| ASSIGNMENT |
Among the records, how many lines carry the string "crate"? Give that number with nothing added.

(Collected data)

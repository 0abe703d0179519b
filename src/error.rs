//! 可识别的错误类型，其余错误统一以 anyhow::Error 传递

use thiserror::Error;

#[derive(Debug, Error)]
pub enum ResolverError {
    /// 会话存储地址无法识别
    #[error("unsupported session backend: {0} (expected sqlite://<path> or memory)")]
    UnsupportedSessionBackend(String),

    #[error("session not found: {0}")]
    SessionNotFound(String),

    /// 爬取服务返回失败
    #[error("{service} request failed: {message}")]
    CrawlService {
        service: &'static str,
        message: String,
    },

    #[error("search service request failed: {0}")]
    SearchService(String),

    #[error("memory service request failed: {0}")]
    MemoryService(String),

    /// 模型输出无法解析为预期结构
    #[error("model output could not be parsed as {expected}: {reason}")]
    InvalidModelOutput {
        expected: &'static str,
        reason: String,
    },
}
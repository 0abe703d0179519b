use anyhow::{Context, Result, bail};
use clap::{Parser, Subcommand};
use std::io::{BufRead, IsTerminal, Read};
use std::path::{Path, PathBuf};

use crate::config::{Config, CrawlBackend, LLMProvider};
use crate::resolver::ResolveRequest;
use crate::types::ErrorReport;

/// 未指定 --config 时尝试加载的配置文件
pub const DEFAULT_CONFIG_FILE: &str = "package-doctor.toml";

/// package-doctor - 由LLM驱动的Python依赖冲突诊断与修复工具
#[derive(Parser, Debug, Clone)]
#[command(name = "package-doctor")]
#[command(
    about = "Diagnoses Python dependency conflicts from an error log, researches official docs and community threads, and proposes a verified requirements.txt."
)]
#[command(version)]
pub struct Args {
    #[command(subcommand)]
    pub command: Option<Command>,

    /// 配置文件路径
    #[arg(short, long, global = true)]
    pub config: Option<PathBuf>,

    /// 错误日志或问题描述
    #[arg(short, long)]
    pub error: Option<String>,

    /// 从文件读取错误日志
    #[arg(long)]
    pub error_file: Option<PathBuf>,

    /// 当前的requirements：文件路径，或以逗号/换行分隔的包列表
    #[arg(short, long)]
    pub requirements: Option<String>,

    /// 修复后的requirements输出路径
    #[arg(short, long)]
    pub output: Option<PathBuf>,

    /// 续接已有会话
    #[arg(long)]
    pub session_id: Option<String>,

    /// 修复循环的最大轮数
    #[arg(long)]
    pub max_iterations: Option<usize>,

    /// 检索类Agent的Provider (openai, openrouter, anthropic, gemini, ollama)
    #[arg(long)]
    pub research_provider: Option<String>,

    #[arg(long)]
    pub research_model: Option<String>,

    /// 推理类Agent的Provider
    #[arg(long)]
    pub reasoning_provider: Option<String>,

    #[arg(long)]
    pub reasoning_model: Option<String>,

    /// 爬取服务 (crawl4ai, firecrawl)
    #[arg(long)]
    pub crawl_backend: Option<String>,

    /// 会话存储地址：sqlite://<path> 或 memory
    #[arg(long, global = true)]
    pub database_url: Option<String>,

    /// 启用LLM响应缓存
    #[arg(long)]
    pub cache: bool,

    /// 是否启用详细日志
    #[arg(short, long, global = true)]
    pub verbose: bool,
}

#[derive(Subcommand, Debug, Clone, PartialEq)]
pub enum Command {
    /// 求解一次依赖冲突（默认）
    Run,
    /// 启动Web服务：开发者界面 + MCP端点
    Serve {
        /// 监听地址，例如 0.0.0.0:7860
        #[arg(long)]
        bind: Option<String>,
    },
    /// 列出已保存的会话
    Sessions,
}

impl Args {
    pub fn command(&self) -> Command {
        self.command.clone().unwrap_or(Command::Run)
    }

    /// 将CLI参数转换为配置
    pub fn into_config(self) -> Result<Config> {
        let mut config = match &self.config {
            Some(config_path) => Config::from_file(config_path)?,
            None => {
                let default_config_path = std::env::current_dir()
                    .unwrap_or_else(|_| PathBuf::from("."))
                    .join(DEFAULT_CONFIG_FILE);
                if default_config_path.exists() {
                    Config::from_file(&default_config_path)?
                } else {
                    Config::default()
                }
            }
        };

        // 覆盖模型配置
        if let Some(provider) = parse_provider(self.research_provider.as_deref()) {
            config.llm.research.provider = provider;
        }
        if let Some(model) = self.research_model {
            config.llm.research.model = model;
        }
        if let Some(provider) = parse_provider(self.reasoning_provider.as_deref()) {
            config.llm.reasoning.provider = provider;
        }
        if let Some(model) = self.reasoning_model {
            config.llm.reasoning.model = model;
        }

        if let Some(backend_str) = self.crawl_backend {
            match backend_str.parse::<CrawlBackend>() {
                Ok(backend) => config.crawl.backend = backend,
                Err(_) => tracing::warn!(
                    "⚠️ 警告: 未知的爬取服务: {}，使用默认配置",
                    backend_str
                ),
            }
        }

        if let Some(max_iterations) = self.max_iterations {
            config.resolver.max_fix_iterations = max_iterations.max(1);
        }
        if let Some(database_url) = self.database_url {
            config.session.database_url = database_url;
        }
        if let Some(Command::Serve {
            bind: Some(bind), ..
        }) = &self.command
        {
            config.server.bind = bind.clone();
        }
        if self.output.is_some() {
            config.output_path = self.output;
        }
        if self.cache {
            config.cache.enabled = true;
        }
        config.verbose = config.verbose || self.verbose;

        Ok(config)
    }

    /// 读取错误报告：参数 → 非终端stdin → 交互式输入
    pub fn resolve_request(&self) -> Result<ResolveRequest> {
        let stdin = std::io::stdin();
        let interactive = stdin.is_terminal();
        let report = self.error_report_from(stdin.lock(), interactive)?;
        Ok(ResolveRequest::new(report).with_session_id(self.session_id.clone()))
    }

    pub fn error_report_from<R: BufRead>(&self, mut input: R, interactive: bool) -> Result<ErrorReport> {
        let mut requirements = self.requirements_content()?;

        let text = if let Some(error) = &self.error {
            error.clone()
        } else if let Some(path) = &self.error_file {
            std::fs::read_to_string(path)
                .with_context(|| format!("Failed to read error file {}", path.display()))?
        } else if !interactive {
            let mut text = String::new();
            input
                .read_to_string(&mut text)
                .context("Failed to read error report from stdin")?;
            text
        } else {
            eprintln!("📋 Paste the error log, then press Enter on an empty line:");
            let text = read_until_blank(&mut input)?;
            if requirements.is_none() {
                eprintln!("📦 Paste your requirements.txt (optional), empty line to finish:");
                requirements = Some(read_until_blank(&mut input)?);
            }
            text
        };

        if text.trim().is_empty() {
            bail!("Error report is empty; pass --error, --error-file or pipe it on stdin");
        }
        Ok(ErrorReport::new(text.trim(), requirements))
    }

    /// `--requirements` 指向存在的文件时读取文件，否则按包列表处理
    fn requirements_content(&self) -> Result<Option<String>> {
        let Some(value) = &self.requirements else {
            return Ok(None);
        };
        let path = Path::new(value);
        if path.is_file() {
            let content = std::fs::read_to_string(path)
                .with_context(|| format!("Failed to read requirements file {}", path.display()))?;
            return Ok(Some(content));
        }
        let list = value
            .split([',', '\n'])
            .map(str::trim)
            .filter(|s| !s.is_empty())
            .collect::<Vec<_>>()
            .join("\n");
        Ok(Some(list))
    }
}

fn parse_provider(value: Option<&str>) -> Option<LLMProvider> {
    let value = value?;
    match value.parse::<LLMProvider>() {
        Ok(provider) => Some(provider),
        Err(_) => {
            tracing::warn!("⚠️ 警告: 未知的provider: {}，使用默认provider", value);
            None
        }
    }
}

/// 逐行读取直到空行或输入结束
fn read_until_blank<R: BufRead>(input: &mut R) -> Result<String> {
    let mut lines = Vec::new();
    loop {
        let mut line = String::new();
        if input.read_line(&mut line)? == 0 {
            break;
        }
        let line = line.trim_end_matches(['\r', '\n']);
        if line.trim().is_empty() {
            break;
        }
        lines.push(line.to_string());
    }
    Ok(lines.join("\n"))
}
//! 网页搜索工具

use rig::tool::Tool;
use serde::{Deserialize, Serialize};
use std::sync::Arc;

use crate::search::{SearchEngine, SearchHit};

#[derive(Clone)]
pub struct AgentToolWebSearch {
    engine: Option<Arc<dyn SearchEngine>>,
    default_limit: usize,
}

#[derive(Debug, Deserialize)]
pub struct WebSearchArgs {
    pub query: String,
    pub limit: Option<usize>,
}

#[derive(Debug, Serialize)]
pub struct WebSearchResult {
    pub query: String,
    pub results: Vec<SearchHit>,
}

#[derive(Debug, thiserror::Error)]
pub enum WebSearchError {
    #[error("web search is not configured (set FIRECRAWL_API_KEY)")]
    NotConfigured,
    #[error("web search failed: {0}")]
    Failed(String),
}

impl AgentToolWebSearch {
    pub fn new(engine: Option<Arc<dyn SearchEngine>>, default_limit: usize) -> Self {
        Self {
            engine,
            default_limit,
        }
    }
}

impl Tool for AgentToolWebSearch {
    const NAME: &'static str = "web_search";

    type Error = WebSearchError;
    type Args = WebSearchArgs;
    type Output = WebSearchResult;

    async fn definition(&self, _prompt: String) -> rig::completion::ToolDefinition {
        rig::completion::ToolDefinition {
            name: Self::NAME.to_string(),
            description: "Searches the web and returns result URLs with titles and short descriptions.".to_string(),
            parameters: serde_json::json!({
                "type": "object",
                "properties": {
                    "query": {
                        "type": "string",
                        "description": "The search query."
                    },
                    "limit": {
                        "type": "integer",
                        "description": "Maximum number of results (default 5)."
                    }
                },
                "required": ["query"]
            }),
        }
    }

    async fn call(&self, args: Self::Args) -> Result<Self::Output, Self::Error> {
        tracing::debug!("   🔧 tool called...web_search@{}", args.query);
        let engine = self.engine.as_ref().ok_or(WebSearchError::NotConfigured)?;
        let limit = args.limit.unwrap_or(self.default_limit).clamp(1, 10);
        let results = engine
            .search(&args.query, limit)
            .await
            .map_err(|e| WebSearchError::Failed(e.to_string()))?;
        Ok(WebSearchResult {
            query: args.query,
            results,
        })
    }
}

| EXERCISE RESPONSE |
4